Saved data entries:
::::::::::

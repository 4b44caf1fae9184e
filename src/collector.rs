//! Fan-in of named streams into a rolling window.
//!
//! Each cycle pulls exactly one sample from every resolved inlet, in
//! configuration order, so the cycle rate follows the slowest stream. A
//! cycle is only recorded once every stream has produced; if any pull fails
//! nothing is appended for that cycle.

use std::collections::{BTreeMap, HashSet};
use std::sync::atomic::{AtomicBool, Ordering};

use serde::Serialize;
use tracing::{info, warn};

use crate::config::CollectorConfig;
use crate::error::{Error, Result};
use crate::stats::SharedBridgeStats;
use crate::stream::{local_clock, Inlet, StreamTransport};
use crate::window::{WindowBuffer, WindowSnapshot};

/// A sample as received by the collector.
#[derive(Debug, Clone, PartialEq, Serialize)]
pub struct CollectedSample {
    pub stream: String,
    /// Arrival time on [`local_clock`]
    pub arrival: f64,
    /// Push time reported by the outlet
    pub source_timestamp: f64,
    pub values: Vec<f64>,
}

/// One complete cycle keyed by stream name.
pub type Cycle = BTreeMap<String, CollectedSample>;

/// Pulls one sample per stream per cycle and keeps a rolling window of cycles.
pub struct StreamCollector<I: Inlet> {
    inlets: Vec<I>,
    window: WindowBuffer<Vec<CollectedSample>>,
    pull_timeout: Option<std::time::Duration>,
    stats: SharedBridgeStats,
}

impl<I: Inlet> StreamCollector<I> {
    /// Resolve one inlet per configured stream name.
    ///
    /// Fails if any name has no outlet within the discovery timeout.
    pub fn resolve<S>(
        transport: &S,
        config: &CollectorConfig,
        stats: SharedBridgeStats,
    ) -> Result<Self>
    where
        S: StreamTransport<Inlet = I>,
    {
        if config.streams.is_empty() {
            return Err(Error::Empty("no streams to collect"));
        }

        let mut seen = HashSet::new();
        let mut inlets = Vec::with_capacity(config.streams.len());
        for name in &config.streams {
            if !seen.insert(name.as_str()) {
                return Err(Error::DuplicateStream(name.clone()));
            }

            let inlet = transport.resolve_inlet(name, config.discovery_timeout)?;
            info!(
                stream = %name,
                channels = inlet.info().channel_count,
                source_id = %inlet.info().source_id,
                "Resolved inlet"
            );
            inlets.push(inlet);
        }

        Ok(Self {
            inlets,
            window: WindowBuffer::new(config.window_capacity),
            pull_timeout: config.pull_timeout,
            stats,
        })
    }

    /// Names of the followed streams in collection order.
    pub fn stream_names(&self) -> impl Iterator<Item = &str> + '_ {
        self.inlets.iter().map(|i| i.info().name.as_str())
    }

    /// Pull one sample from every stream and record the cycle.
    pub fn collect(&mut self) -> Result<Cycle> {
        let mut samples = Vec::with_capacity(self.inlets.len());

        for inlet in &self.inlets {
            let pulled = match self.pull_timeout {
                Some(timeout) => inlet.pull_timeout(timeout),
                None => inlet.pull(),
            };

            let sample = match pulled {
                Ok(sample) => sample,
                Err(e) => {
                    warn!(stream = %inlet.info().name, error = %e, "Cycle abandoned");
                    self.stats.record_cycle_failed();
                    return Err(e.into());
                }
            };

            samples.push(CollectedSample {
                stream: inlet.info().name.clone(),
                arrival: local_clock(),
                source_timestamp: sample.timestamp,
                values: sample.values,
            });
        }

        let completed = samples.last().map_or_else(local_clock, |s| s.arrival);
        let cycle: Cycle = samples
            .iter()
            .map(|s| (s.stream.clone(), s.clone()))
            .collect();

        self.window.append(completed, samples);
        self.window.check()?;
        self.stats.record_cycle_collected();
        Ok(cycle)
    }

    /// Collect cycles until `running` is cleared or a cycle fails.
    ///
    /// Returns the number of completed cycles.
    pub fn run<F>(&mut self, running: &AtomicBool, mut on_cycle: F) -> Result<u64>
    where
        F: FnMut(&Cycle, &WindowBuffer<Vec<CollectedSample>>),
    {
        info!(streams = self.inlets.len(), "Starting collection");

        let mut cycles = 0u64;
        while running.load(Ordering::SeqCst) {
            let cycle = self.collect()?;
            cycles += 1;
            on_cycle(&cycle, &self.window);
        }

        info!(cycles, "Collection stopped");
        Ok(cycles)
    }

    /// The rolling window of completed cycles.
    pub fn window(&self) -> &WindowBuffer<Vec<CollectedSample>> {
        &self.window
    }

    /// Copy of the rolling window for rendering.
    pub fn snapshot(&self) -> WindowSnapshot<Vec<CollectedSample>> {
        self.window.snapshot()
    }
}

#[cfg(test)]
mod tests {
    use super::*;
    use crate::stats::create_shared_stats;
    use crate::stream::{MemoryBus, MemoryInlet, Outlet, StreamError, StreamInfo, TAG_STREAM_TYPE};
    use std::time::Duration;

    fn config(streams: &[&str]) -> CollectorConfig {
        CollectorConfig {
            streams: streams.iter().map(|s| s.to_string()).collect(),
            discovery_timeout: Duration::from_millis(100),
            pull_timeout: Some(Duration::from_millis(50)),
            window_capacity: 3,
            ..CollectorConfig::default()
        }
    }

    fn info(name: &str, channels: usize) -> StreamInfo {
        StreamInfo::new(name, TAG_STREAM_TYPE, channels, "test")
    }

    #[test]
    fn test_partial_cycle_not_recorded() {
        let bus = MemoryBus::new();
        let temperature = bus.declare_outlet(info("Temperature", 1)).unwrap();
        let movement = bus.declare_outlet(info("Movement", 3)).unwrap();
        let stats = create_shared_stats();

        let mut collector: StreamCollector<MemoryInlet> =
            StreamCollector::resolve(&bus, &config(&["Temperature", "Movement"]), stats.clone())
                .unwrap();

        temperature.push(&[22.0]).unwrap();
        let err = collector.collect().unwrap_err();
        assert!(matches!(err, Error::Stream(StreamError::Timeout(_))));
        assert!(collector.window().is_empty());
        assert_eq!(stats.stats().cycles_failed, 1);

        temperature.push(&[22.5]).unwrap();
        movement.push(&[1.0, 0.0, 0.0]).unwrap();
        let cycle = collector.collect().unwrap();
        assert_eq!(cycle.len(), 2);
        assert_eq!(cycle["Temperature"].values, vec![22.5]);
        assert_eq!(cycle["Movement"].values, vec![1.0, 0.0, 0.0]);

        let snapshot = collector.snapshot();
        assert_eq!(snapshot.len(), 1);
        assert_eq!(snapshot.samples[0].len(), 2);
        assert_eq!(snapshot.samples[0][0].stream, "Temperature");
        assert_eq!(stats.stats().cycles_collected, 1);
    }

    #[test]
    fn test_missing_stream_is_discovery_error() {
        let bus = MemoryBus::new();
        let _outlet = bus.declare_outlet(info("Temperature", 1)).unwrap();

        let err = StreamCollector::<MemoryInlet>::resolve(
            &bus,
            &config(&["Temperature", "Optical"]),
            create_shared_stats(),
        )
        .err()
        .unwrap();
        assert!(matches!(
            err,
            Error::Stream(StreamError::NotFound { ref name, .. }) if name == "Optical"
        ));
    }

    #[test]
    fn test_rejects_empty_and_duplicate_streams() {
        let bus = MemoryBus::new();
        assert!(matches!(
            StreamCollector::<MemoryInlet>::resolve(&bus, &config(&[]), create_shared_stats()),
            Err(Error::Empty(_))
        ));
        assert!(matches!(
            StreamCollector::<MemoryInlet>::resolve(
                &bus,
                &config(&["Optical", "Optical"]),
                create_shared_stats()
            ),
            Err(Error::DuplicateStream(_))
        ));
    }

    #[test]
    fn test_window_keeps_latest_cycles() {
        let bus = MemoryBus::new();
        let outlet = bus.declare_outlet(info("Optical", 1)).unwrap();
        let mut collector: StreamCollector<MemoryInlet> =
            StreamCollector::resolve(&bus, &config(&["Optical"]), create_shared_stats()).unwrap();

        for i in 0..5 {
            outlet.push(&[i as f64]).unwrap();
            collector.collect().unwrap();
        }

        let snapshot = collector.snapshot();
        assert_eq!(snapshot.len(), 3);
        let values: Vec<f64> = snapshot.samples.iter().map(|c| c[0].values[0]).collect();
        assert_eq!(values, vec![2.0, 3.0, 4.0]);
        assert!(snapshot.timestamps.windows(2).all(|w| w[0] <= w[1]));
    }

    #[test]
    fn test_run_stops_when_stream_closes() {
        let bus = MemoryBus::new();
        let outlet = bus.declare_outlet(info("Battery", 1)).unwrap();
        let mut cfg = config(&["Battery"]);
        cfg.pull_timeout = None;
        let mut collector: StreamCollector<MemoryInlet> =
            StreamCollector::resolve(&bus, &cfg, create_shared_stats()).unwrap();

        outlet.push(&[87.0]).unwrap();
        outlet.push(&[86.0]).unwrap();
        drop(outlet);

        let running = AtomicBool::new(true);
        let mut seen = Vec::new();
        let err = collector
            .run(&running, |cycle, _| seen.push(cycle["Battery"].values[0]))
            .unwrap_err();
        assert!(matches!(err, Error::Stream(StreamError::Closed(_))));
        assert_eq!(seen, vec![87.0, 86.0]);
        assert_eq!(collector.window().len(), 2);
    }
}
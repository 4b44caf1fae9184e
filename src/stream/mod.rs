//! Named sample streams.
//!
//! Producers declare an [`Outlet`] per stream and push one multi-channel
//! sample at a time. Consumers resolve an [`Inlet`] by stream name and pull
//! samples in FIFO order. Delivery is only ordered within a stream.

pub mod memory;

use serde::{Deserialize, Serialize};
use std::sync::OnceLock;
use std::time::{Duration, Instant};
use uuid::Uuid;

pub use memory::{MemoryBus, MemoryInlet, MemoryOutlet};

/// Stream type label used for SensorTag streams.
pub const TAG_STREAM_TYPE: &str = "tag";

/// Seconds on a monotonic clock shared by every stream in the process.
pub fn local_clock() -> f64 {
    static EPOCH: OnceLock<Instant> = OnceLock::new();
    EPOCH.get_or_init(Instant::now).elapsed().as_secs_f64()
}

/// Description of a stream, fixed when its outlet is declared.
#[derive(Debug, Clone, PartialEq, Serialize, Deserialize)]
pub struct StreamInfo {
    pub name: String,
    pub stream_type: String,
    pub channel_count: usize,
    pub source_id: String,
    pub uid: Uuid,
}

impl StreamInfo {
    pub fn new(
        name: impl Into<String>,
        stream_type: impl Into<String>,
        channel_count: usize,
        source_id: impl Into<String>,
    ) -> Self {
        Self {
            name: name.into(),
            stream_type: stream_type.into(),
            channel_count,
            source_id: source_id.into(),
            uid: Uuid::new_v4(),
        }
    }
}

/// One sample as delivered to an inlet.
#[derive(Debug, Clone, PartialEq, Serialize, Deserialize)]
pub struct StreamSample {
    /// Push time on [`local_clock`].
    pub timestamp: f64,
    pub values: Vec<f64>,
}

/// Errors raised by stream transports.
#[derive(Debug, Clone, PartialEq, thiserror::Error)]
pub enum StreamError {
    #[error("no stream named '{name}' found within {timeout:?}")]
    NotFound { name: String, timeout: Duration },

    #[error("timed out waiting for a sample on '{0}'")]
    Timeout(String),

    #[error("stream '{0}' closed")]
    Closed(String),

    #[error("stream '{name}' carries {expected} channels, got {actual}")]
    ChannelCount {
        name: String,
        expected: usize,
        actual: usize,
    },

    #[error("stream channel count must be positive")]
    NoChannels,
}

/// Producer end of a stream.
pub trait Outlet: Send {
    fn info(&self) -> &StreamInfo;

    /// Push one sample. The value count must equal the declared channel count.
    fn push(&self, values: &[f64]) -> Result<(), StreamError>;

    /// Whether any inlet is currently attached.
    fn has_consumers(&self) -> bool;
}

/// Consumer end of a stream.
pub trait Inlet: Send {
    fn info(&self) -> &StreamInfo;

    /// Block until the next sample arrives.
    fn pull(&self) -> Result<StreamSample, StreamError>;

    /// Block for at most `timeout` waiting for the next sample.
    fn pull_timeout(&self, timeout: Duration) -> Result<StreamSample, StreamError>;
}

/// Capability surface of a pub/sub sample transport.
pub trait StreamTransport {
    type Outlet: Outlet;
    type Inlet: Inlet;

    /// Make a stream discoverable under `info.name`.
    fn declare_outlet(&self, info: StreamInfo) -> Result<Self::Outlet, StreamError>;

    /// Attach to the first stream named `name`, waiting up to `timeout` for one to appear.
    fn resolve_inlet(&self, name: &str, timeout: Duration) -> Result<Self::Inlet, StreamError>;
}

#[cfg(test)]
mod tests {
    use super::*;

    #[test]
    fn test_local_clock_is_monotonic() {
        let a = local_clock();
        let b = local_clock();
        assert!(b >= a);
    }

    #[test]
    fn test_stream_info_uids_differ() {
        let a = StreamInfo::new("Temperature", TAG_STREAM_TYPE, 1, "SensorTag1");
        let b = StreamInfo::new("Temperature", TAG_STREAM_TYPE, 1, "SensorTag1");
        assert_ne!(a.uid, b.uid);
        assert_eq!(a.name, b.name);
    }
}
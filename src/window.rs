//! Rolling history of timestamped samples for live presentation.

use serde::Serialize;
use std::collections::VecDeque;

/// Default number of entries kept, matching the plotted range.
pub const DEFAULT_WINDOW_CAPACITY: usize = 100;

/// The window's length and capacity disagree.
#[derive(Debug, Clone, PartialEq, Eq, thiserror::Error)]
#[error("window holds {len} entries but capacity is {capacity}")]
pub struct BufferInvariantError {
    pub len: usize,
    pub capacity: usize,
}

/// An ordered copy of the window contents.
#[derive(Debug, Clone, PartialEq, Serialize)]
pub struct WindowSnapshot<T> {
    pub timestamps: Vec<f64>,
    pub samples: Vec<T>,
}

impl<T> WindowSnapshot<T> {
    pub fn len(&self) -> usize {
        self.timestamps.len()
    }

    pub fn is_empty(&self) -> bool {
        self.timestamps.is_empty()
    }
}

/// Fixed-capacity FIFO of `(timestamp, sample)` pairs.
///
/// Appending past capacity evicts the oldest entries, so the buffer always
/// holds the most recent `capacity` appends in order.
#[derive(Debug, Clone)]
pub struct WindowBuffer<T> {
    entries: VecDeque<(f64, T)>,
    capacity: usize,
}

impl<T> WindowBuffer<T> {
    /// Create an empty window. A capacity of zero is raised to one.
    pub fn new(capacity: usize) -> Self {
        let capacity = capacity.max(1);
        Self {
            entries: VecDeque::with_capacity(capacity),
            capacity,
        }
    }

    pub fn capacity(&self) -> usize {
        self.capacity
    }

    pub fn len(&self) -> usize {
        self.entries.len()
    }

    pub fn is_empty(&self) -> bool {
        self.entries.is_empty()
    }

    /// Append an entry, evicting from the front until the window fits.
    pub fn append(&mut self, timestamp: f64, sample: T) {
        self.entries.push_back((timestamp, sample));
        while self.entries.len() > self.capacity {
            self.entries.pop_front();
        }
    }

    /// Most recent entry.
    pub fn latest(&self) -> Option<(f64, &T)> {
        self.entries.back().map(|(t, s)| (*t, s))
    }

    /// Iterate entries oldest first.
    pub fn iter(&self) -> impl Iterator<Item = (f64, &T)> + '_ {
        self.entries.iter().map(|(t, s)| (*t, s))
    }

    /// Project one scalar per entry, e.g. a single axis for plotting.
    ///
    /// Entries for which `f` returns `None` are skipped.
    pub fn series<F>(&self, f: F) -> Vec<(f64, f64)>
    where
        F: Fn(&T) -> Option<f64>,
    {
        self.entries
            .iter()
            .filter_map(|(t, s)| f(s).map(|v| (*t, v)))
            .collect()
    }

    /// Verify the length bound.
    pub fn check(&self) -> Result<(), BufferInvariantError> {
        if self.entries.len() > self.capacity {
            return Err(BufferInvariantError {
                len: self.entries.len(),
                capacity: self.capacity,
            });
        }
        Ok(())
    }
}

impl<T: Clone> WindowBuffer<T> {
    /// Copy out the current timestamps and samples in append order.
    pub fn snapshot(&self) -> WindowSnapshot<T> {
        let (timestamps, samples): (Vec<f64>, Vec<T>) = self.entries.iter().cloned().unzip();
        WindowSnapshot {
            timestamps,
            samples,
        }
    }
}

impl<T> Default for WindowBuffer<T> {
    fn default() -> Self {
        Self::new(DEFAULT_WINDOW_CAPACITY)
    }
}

::::::::::

• PROBLEM TO WORK ON
Please show the lines in the entries above that hold the string "ordered".

• TASK ANSWER
//! samples in FIFO order. Delivery is only ordered within a stream.
/// An ordered copy of the window contents.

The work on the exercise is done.